Hypnobirthing. Sounds like a load of hippy nonsense doesn't it. You imagine an ominous looking man with a pencil moustache, waving a pocket watch in your direction as he mumbles something about falling into a deep sleep.
As your eyes glaze over, your body instinctively births the baby without your knowledge, and you come to an hour later with a new baby, a slightly sore vagina and a vague recollection of a man in a purple cloak. I don't know about you but that's not quite the experience I would be looking for.
It wasn't until I stumbled upon one of Giovanna Fletcher's vlogs where she mentioned it, that I really bothered to listen to what it was. As her and her husband (McFly's Tom Fletcher) are the parenting dream team - they did literally both win parent of the year awards, I decided it might be worth a try. They explained it as a way of coping with and even enjoying giving birth, without the need for scary pain relief. The idea of an epidural has always terrified me. Massive needle in the spine, surely I don't need to explain why that scares the crap out of me. Not being a fan of needles isn't a great start, but the thought of something in my spine makes me feel queasy and I don't particularly want a catheter put in my urethra thanks very much. There are other drugs available and these would involve needles in other slightly more desirable places, but honestly the whole idea of hospitals, IVs, monitors and tubes doesnt sit well with me. But the thought of giving birth in a pool, with just Tom and one midwife present, and being able to breathe through the contractions, and quite simply breathe the baby out (because apparently pushing is a thing of the past) sounds better doesn't it?
So we decided we may as well atleast buy the book. There was a course in London for close to £500, hardly something accessible to us, and we'd probably laugh too much and be asked to leave. But a book - well that was something we could try. I won't tell you the specific book title, this isn't a review (those will come in several months when I have read the Gruffalo's Child so much I start to analyse it). But it was a hypnobirthing book, one of many out there, and It started off fairly well. The author clearly has a very cynical view of modern medicine and of hospitals, good start if you really do want a hippy birth I suppose. But she encouraged me to have a more questioning attitude to things during my pregnancy and birth which has already served me well. Who knew you didn't actually need a midwife to examine the dilation of your cervix so frequently? Apparently it's done routinely for no proper medical purpose. So thanks cynical author for saving me a few invasive vaginal exams.

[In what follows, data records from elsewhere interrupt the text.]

// crates/provenance-config/src/config.rs
// ============================================================================
// Module: Provenance Ledger Configuration
// Description: Configuration loading and validation for the ledger.
// Purpose: Provide strict, fail-closed config parsing with hard limits.
// Dependencies: provenance-core, provenance-store-sqlite, serde, toml
// ============================================================================

//! ## Overview
//! Configuration is loaded from a TOML file with strict size and path limits.
//! Missing or invalid configuration fails closed: a backend cannot start with
//! an empty roster or an unset sqlite path.

// ============================================================================
// SECTION: Imports
// ============================================================================

use std::env;
use std::fs;
use std::path::Path;
use std::path::PathBuf;
use std::time::SystemTime;

use provenance_core::Coordinator;
use provenance_core::CoordinatorId;
use provenance_core::CoordinatorRole;
use provenance_core::RegistryLimits;
use provenance_core::runtime::DEFAULT_MAX_CERTIFICATES_PER_PRODUCT;
use provenance_core::runtime::DEFAULT_MAX_SOURCES_PER_PRODUCT;
use provenance_core::runtime::DEFAULT_MAX_TEXT_FIELD_LENGTH;
use provenance_store_sqlite::SqliteStoreConfig;
use provenance_store_sqlite::SqliteStoreMode;
use provenance_store_sqlite::SqliteSyncMode;
use serde::Deserialize;
use thiserror::Error;

// ============================================================================
// SECTION: Constants
// ============================================================================

/// Default configuration filename when no path is specified.
const DEFAULT_CONFIG_NAME: &str = "provenance.toml";
/// Environment variable used to override the config path.
pub(crate) const CONFIG_ENV_VAR: &str = "PROVENANCE_CONFIG";
/// Maximum configuration file size in bytes.
pub(crate) const MAX_CONFIG_FILE_SIZE: usize = 1024 * 1024;
/// Maximum length of a single path component.
pub(crate) const MAX_PATH_COMPONENT_LENGTH: usize = 255;
/// Maximum total path length.
pub(crate) const MAX_TOTAL_PATH_LENGTH: usize = 4096;
/// Maximum number of coordinator roster entries.
pub(crate) const MAX_COORDINATORS: usize = 256;
/// Maximum length of a coordinator name.
pub(crate) const MAX_COORDINATOR_NAME_LENGTH: usize = 256;
/// Hard upper bound for the text field length limit.
pub(crate) const MAX_TEXT_FIELD_LENGTH_LIMIT: usize = 4096;
/// Hard upper bound for certificates per product.
pub(crate) const MAX_CERTIFICATES_LIMIT: usize = 10_000;
/// Hard upper bound for raw-material sources per product.
pub(crate) const MAX_SOURCES_LIMIT: usize = 100_000;
/// Default busy timeout for sqlite storage in milliseconds.
const DEFAULT_STORE_BUSY_TIMEOUT_MS: u64 = 5_000;

// ============================================================================
// SECTION: Config Model
// ============================================================================

/// Canonical ledger configuration loaded from `provenance.toml`.
#[derive(Debug, Clone, Deserialize, Default)]
#[serde(deny_unknown_fields)]
pub struct ProvenanceConfig {
    /// Provenance storage configuration.
    #[serde(default)]
    pub storage: StorageConfig,
    /// Coordinator roster entries.
    #[serde(default)]
    pub coordinators: Vec<CoordinatorEntry>,
    /// Registry limit overrides.
    #[serde(default)]
    pub limits: LimitsConfig,
    /// Optional config source metadata (not serialized).
    #[serde(skip)]
    pub source_modified_at: Option<SystemTime>,
}

impl ProvenanceConfig {
    /// Loads configuration from disk using the default resolution rules.
    ///
    /// # Errors
    ///
    /// Returns [`ConfigError`] when loading or validation fails.
    pub fn load(path: Option<&Path>) -> Result<Self, ConfigError> {
        let resolved = resolve_path(path)?;
        validate_path(&resolved)?;
        let bytes = fs::read(&resolved).map_err(|err| ConfigError::Io(err.to_string()))?;
        if bytes.len() > MAX_CONFIG_FILE_SIZE {
            return Err(ConfigError::Invalid("config file exceeds size limit".to_string()));
        }
        let content = std::str::from_utf8(&bytes)
            .map_err(|_| ConfigError::Invalid("config file must be utf-8".to_string()))?;
        let mut config: Self =
            toml::from_str(content).map_err(|err| ConfigError::Parse(err.to_string()))?;
        config.source_modified_at = fs::metadata(&resolved).and_then(|meta| meta.modified()).ok();
        config.validate()?;
        Ok(config)
    }

    /// Validates the configuration for internal consistency.
    ///
    /// # Errors
    ///
    /// Returns [`ConfigError`] when configuration is invalid.
    pub fn validate(&self) -> Result<(), ConfigError> {
        self.storage.validate()?;
        self.limits.validate()?;
        if self.coordinators.is_empty() {
            return Err(ConfigError::Invalid(
                "coordinators roster must contain at least one entry".to_string(),
            ));
        }
        if self.coordinators.len() > MAX_COORDINATORS {
            return Err(ConfigError::Invalid(format!(
                "coordinators roster exceeds {MAX_COORDINATORS} entries"
            )));
        }
        let mut seen: Vec<CoordinatorId> = Vec::with_capacity(self.coordinators.len());
        for entry in &self.coordinators {
            entry.validate()?;
            if seen.contains(&entry.id) {
                return Err(ConfigError::Invalid(format!(
                    "duplicate coordinator id: {}",
                    entry.id
                )));
            }
            seen.push(entry.id);
        }
        Ok(())
    }

    /// Returns the coordinator roster as core records.
    #[must_use]
    pub fn roster(&self) -> Vec<Coordinator> {
        self.coordinators
            .iter()
            .map(|entry| Coordinator {
                coordinator_id: entry.id,
                name: entry.name.clone(),
                roles: entry.roles.clone(),
            })
            .collect()
    }

    /// Returns the effective registry limits.
    #[must_use]
    pub const fn registry_limits(&self) -> RegistryLimits {
        RegistryLimits {
            max_text_field_length: self.limits.max_text_field_length,
            max_certificates_per_product: self.limits.max_certificates_per_product,
            max_sources_per_product: self.limits.max_sources_per_product,
        }
    }
}

// ============================================================================
// SECTION: Storage Config
// ============================================================================

/// Provenance storage backend type.
#[derive(Debug, Clone, Copy, PartialEq, Eq, Deserialize, Default)]
#[serde(rename_all = "snake_case")]
pub enum StorageBackend {
    /// Use the in-memory store.
    #[default]
    Memory,
    /// Use the `SQLite`-backed durable store.
    Sqlite,
}

/// Provenance storage configuration.
#[derive(Debug, Clone, Deserialize)]
#[serde(deny_unknown_fields)]
pub struct StorageConfig {
    /// Store backend type.
    #[serde(rename = "type", default)]
    pub backend: StorageBackend,
    /// `SQLite` database path when using the sqlite backend.
    #[serde(default)]
    pub path: Option<PathBuf>,
    /// Busy timeout in milliseconds.
    #[serde(default = "default_store_busy_timeout_ms")]
    pub busy_timeout_ms: u64,
    /// `SQLite` journal mode.
    #[serde(default)]
    pub journal_mode: SqliteStoreMode,
    /// `SQLite` synchronous mode.
    #[serde(default)]
    pub sync_mode: SqliteSyncMode,
    /// Optional max snapshot versions to retain per product.
    #[serde(default)]
    pub max_versions: Option<u64>,
}

impl Default for StorageConfig {
    fn default() -> Self {
        Self {
            backend: StorageBackend::default(),
            path: None,
            busy_timeout_ms: default_store_busy_timeout_ms(),
            journal_mode: SqliteStoreMode::default(),
            sync_mode: SqliteSyncMode::default(),
            max_versions: None,
        }
    }
}

impl StorageConfig {
    /// Validates storage configuration.
    fn validate(&self) -> Result<(), ConfigError> {
        match self.backend {
            StorageBackend::Memory => {
                if self.path.is_some() {
                    return Err(ConfigError::Invalid(
                        "memory storage must not set path".to_string(),
                    ));
                }
                Ok(())
            }
            StorageBackend::Sqlite => {
                let path = self.path.as_ref().ok_or_else(|| {
                    ConfigError::Invalid("sqlite storage requires path".to_string())
                })?;
                validate_path(path)?;
                if self.max_versions == Some(0) {
                    return Err(ConfigError::Invalid(
                        "storage max_versions must be greater than zero".to_string(),
                    ));
                }
                Ok(())
            }
        }
    }

    /// Returns the sqlite store configuration when the sqlite backend is set.
    #[must_use]
    pub fn sqlite_config(&self) -> Option<SqliteStoreConfig> {
        match self.backend {
            StorageBackend::Memory => None,
            StorageBackend::Sqlite => self.path.as_ref().map(|path| SqliteStoreConfig {
                path: path.clone(),
                busy_timeout_ms: self.busy_timeout_ms,
                journal_mode: self.journal_mode,
                sync_mode: self.sync_mode,
                max_versions: self.max_versions,
            }),
        }
    }
}

/// Returns the default busy timeout for sqlite storage.
const fn default_store_busy_timeout_ms() -> u64 {
    DEFAULT_STORE_BUSY_TIMEOUT_MS
}

// ============================================================================
// SECTION: Coordinator Roster
// ============================================================================

/// Coordinator roster entry.
#[derive(Debug, Clone, Deserialize)]
#[serde(deny_unknown_fields)]
pub struct CoordinatorEntry {
    /// Coordinator identifier (non-zero).
    pub id: CoordinatorId,
    /// Human-readable coordinator name.
    pub name: String,
    /// Roles granted to the coordinator.
    pub roles: Vec<CoordinatorRole>,
}

impl CoordinatorEntry {
    /// Validates a roster entry.
    fn validate(&self) -> Result<(), ConfigError> {
        let name = self.name.trim();
        if name.is_empty() {
            return Err(ConfigError::Invalid(format!(
                "coordinator {} name must not be empty",
                self.id
            )));
        }
        if name.len() > MAX_COORDINATOR_NAME_LENGTH {
            return Err(ConfigError::Invalid(format!(
                "coordinator {} name exceeds {MAX_COORDINATOR_NAME_LENGTH} bytes",
                self.id
            )));
        }
        if self.roles.is_empty() {
            return Err(ConfigError::Invalid(format!(
                "coordinator {} must hold at least one role",
                self.id
            )));
        }
        let mut seen: Vec<CoordinatorRole> = Vec::with_capacity(self.roles.len());
        for role in &self.roles {
            if seen.contains(role) {
                return Err(ConfigError::Invalid(format!(
                    "coordinator {} lists duplicate roles",
                    self.id
                )));
            }
            seen.push(*role);
        }
        Ok(())
    }
}

// ============================================================================
// SECTION: Limits Config
// ============================================================================

/// Registry limit overrides.
#[derive(Debug, Clone, Copy, Deserialize)]
#[serde(deny_unknown_fields)]
pub struct LimitsConfig {
    /// Maximum length of any free-text field, in bytes.
    #[serde(default = "default_max_text_field_length")]
    pub max_text_field_length: usize,
    /// Maximum number of certificates per product.
    #[serde(default = "default_max_certificates_per_product")]
    pub max_certificates_per_product: usize,
    /// Maximum number of raw-material sources per product.
    #[serde(default = "default_max_sources_per_product")]
    pub max_sources_per_product: usize,
}

impl Default for LimitsConfig {
    fn default() -> Self {
        Self {
            max_text_field_length: default_max_text_field_length(),
            max_certificates_per_product: default_max_certificates_per_product(),
            max_sources_per_product: default_max_sources_per_product(),
        }
    }
}

impl LimitsConfig {
    /// Validates limit overrides against hard bounds.
    fn validate(&self) -> Result<(), ConfigError> {
        validate_limit(
            "limits.max_text_field_length",
            self.max_text_field_length,
            MAX_TEXT_FIELD_LENGTH_LIMIT,
        )?;
        validate_limit(
            "limits.max_certificates_per_product",
            self.max_certificates_per_product,
            MAX_CERTIFICATES_LIMIT,
        )?;
        validate_limit(
            "limits.max_sources_per_product",
            self.max_sources_per_product,
            MAX_SOURCES_LIMIT,
        )?;
        Ok(())
    }
}

/// Returns the default free-text field length limit.
const fn default_max_text_field_length() -> usize {
    DEFAULT_MAX_TEXT_FIELD_LENGTH
}

/// Returns the default certificates-per-product limit.
const fn default_max_certificates_per_product() -> usize {
    DEFAULT_MAX_CERTIFICATES_PER_PRODUCT
}

/// Returns the default sources-per-product limit.
const fn default_max_sources_per_product() -> usize {
    DEFAULT_MAX_SOURCES_PER_PRODUCT
}

/// Validates a single limit override against its hard bound.
fn validate_limit(key: &str, value: usize, hard_max: usize) -> Result<(), ConfigError> {
    if value == 0 {
        return Err(ConfigError::Invalid(format!("{key} must be greater than zero")));
    }
    if value > hard_max {
        return Err(ConfigError::Invalid(format!("{key} exceeds hard limit {hard_max}")));
    }
    Ok(())
}

// ============================================================================
// SECTION: Errors
// ============================================================================

/// Configuration loading and validation errors.
#[derive(Debug, Error)]
pub enum ConfigError {
    /// I/O failure while reading configuration.
    #[error("config io error: {0}")]
    Io(String),
    /// TOML parsing error.
    #[error("config parse error: {0}")]
    Parse(String),
    /// Invalid configuration data.
    #[error("invalid config: {0}")]
    Invalid(String),
}

// ============================================================================
// SECTION: Helpers
// ============================================================================

/// Resolves the config path from CLI or environment defaults.
fn resolve_path(path: Option<&Path>) -> Result<PathBuf, ConfigError> {
    if let Some(path) = path {
        return Ok(path.to_path_buf());
    }
    if let Ok(env_path) = env::var(CONFIG_ENV_VAR) {
        if env_path.len() > MAX_TOTAL_PATH_LENGTH {
            return Err(ConfigError::Invalid("config path exceeds max length".to_string()));
        }
        return Ok(PathBuf::from(env_path));
    }
    Ok(PathBuf::from(DEFAULT_CONFIG_NAME))
}

/// Validates the resolved path against security limits.
fn validate_path(path: &Path) -> Result<(), ConfigError> {
    let text = path.to_string_lossy();
    if text.len() > MAX_TOTAL_PATH_LENGTH {
        return Err(ConfigError::Invalid("config path exceeds max length".to_string()));
    }
    for component in path.components() {
        let value = component.as_os_str().to_string_lossy();
        if value.len() > MAX_PATH_COMPONENT_LENGTH {
            return Err(ConfigError::Invalid("config path component too long".to_string()));
        }
    }
    Ok(())
}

She explains the science behind labour which I strongly urge any parents-to-be to read up on. I feel far more prepared for labour now I know the proper process and what my body will be doing. But the key part to the book and the practice of hypnobirthing in general is relaxation. Essentially it boils down to breathing techniques and relaxation scripts. The breathing techniques are great, they work wonders during braxton hicks contractions. The scripts are a whole other story. They're hilarious. And I don't think that's what the author intended. I close my eyes, Tom puts on his best soothing voice and reads them out to me. It starts off with the whole closing your eyes malarky, deep breaths, letting go of your worries as you let go of your imaginary balloon (then if you're anything like me, subsequently trying not to worry about that balloon). But then suddenly you're meant to think about how hungry you are and how long it's been since you had a picnic?!?! But it's okay because you have stumbled upon a house within which is your favourite meal cooking just for you. If you aren't already put off by the ghost house or worried you are about to be kidnapped by a very thorough stalker, it's the wording at the end which will break you. Tom is repeating the phrase "so serene" at me over and over again for about a minute. I open my eyes and we sit in fits of giggles for a while. It's hardly serene anymore. I don't feel particularly relaxed, and now I'm hungry.
Perhaps not the best first experience but we persevered. We tried all the scripts. Some worked for us, some didn't. We modified some, even wrote our own (desperately using our own words to try and paint the picture of being in the hot tub on our honeymoon and not sat on the bathroom floor in Bradford while it pisses it down outside). We also had a good laugh and realised how relaxing having a laughing fit with your partner can be. Tom has been instructed to deliver constant jokes when I'm in labour. Up until the point I have had enough and want to strangle him or drown him in the birthing pool. So serene.
Bottom line, hypnobirthing involves you and your birth partner finding ways to relax you during the latent and active stages of labour. And you practice these techniques over and over at home, hoping you remember what to do on the big day. Without trying to be too sciencey, basically If you can relax enough, your uterus won't be quite so angry when it contracts, and you might have a chance of getting that baby out without a massive needle being stuck in your back. Watch this space - we'll see whether Tom muttering the word serene at me over and over while he simultaneously tries to do his hilarious impression of my grandma will work. Oh and we got a colour changing pineapple light to pack in the hospital bag too, that's relaxing right? You never know, the pineapple may be key, I'll keep you posted.